(Available data begins)

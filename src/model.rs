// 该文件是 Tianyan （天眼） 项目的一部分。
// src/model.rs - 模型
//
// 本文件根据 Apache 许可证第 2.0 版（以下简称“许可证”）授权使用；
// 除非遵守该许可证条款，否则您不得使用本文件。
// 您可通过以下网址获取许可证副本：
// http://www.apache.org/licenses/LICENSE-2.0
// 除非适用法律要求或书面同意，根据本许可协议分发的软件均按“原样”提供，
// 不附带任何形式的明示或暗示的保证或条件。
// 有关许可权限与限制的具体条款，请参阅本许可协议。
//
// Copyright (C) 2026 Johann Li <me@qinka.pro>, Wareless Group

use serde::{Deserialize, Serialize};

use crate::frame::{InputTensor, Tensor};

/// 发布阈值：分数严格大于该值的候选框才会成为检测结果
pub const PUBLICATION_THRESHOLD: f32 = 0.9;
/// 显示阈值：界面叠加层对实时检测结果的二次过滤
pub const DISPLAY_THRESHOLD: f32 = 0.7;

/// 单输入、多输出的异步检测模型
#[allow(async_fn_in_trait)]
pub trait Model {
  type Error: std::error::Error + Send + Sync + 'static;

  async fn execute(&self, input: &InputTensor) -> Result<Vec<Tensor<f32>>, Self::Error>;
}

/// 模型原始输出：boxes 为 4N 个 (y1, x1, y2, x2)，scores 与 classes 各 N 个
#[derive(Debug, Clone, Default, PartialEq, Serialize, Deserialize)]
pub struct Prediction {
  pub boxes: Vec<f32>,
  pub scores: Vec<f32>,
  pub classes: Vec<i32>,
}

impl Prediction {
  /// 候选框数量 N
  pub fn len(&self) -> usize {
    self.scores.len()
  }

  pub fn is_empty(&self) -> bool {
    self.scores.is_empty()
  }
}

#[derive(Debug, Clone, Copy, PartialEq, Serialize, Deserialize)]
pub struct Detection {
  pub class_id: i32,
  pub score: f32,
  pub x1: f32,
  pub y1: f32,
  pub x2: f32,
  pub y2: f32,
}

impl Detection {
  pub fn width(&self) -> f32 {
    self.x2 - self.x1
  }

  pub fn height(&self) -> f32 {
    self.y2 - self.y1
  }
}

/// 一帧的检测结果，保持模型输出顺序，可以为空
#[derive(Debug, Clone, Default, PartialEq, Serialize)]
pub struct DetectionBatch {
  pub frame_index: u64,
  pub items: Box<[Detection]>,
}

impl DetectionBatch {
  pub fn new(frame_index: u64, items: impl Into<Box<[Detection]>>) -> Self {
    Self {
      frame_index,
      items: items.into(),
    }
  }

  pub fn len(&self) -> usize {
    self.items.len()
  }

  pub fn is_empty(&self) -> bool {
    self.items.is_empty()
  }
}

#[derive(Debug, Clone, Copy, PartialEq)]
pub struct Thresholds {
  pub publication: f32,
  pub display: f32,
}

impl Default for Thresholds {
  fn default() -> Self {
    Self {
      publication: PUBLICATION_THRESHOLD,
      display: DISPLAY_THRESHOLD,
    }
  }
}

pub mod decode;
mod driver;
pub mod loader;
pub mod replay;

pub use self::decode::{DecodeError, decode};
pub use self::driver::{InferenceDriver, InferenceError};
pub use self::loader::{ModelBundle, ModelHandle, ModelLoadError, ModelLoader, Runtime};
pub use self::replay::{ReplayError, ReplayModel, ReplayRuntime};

(Available data ends)
(Available data begins)

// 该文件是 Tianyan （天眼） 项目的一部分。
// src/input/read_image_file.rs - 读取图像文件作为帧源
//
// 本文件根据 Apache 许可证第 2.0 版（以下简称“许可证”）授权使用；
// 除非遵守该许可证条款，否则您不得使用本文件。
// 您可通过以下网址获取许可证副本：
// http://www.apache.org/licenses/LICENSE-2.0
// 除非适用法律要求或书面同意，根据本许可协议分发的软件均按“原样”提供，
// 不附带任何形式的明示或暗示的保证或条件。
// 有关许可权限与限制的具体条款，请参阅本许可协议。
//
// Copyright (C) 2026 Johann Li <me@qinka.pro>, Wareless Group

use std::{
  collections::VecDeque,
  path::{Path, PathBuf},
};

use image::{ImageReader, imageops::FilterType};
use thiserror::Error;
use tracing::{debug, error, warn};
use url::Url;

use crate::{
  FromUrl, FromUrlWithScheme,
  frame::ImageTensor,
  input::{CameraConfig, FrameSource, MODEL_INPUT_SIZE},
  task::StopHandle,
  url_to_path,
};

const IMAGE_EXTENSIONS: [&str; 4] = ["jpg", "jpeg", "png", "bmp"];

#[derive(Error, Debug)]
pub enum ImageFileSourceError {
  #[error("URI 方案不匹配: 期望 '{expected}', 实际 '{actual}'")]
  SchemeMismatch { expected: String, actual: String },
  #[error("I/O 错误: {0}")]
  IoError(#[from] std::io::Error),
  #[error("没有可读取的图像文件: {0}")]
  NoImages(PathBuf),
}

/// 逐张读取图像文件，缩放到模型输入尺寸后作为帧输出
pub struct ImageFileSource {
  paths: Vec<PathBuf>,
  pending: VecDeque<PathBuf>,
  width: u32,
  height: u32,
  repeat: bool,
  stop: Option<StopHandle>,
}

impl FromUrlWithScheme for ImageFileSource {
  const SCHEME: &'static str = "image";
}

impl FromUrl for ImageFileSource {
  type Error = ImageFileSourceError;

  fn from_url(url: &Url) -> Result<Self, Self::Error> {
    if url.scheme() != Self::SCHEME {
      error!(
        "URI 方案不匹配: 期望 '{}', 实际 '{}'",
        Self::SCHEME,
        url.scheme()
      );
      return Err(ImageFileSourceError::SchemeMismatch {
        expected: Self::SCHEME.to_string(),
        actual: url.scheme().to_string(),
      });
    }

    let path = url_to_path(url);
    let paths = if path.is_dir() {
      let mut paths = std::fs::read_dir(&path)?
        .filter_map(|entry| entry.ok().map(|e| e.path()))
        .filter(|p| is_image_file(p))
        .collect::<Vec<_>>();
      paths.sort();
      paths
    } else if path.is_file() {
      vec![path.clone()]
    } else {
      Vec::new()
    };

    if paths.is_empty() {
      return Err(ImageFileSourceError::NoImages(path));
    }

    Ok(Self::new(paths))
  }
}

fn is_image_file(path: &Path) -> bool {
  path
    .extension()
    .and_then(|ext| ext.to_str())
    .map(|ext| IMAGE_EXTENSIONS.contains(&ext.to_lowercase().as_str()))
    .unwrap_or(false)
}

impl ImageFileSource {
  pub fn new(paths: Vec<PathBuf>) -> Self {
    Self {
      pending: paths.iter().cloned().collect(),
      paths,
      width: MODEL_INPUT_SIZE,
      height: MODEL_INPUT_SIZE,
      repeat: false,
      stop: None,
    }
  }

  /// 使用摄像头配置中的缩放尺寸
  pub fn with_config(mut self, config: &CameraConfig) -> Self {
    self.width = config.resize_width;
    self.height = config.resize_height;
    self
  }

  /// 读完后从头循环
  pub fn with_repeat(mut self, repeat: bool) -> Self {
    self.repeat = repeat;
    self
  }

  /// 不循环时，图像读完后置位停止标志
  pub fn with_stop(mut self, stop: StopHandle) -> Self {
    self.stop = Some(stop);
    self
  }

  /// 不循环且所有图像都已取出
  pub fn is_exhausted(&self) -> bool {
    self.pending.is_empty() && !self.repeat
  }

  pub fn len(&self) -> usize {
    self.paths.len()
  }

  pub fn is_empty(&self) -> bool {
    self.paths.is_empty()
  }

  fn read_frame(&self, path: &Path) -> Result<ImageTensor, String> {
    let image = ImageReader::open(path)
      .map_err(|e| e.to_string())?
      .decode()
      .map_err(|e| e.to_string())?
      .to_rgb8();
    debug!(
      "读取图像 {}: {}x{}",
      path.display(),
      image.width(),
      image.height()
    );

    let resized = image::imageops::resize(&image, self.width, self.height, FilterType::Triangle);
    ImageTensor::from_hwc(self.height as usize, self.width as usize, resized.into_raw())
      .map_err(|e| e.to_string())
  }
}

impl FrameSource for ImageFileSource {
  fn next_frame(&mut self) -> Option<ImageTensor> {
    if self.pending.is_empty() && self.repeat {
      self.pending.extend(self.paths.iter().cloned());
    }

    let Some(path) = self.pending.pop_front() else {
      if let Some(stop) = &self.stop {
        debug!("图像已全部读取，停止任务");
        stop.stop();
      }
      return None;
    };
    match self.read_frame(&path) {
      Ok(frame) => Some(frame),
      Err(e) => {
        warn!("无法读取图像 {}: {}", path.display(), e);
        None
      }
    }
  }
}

(Available data ends)
(Available data begins)

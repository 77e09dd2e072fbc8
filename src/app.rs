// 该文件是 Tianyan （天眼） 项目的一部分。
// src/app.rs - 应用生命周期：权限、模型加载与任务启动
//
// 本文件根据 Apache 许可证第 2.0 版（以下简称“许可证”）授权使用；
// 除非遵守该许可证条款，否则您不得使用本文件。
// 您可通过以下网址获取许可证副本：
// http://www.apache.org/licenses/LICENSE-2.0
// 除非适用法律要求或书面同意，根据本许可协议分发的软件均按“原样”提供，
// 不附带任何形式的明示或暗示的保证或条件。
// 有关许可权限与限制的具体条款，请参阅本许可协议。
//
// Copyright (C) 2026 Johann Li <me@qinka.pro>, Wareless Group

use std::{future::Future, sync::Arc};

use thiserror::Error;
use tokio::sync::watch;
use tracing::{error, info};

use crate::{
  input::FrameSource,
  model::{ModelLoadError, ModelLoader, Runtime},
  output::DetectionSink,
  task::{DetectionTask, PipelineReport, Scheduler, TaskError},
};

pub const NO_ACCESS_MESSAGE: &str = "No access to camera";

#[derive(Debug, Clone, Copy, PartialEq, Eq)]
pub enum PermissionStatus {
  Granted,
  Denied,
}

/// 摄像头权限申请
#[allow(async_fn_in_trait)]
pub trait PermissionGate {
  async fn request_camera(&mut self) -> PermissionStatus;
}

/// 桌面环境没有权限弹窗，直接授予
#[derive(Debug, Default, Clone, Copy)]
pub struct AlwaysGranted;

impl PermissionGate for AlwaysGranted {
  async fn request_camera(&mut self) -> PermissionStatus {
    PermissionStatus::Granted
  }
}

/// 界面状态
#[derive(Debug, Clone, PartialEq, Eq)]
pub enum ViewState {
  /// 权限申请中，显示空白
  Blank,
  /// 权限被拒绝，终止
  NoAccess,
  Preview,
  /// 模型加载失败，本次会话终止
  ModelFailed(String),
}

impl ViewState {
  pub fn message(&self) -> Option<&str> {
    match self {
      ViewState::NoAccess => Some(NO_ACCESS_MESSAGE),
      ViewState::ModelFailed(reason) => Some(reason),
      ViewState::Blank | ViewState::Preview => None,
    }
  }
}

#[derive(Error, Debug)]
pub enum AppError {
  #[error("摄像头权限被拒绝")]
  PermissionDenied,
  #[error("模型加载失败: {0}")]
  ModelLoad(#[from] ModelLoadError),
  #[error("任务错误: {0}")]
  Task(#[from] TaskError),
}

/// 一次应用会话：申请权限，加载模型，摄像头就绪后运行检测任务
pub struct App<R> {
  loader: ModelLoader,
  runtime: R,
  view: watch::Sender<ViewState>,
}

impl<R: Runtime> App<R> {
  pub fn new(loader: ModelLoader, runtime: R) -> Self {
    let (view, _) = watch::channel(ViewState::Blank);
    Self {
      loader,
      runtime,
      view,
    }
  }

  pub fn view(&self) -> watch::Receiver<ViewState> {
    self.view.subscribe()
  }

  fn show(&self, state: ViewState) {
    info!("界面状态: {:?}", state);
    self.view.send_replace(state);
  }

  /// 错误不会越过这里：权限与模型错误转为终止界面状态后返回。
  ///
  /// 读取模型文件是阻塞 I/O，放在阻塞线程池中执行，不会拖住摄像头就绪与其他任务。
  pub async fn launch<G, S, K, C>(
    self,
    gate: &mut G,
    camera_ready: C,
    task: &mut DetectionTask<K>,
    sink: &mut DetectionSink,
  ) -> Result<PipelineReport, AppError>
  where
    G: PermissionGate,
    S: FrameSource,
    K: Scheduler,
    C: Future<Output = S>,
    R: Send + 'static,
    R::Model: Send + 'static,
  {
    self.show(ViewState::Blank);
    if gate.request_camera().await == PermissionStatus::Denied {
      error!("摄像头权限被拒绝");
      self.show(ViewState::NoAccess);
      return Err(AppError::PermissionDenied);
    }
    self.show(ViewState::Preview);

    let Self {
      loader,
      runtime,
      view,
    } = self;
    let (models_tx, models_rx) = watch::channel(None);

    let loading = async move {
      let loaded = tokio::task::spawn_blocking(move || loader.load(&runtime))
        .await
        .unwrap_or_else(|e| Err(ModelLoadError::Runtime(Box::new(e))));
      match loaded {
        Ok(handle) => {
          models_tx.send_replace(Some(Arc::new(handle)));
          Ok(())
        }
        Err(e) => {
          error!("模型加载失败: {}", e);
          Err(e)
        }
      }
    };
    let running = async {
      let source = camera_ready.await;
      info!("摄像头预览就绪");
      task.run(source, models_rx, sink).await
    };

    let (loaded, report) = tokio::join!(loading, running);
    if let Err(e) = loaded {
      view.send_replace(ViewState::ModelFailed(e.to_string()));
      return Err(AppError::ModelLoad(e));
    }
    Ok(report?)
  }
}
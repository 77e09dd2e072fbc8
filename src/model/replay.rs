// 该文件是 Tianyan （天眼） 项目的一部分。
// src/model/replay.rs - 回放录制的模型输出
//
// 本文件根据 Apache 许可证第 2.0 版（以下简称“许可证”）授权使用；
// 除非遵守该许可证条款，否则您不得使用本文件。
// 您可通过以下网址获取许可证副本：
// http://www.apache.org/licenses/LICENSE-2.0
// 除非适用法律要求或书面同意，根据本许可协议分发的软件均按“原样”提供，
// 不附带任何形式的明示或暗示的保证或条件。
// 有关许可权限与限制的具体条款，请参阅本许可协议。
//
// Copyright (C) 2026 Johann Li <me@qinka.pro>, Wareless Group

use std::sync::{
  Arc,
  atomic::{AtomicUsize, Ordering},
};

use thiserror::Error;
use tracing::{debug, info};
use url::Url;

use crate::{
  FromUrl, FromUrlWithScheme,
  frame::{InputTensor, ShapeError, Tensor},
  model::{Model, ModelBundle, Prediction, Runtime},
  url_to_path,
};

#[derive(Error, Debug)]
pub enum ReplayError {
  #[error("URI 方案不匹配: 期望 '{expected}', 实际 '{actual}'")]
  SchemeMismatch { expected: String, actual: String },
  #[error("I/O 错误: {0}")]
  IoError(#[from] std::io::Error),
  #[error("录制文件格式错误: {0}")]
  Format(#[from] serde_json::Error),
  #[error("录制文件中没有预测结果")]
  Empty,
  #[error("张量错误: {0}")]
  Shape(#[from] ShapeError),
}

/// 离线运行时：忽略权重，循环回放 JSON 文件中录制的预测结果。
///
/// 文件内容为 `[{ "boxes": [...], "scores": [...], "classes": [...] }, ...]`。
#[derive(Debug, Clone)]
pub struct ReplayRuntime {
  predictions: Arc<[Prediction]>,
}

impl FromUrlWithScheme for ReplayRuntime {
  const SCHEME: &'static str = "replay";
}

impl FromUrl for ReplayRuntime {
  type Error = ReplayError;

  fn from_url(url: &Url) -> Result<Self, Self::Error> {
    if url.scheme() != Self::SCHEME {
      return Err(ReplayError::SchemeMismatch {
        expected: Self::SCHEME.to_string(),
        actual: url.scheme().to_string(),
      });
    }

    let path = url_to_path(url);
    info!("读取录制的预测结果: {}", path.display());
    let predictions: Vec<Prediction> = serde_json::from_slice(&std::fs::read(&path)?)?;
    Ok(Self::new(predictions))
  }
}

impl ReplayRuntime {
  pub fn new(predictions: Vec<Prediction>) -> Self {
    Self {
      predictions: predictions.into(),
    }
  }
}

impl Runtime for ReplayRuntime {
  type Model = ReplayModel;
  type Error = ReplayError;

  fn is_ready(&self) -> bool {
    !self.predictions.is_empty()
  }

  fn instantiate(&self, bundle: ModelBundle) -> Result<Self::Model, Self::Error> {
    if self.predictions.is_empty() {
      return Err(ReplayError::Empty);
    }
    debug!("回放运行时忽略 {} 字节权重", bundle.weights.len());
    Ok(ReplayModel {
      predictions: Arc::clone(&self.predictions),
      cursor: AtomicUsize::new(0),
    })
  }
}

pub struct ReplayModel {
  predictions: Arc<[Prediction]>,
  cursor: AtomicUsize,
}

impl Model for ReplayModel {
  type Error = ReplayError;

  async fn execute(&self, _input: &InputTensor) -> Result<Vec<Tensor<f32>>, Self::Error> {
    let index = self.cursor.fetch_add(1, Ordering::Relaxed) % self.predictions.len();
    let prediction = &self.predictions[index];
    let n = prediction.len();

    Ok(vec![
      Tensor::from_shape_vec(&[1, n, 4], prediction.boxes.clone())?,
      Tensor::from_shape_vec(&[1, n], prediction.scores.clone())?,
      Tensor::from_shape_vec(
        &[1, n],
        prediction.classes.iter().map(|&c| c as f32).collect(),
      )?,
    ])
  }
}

(Available data ends)

▶ **Work order**
Across the entries above, find each line with the word "ReplayRuntime" and please copy it out.

▶ **Reply to the task**
pub use self::replay::{ReplayError, ReplayModel, ReplayRuntime};
pub struct ReplayRuntime {
impl FromUrlWithScheme for ReplayRuntime {
impl FromUrl for ReplayRuntime {
impl ReplayRuntime {
impl Runtime for ReplayRuntime {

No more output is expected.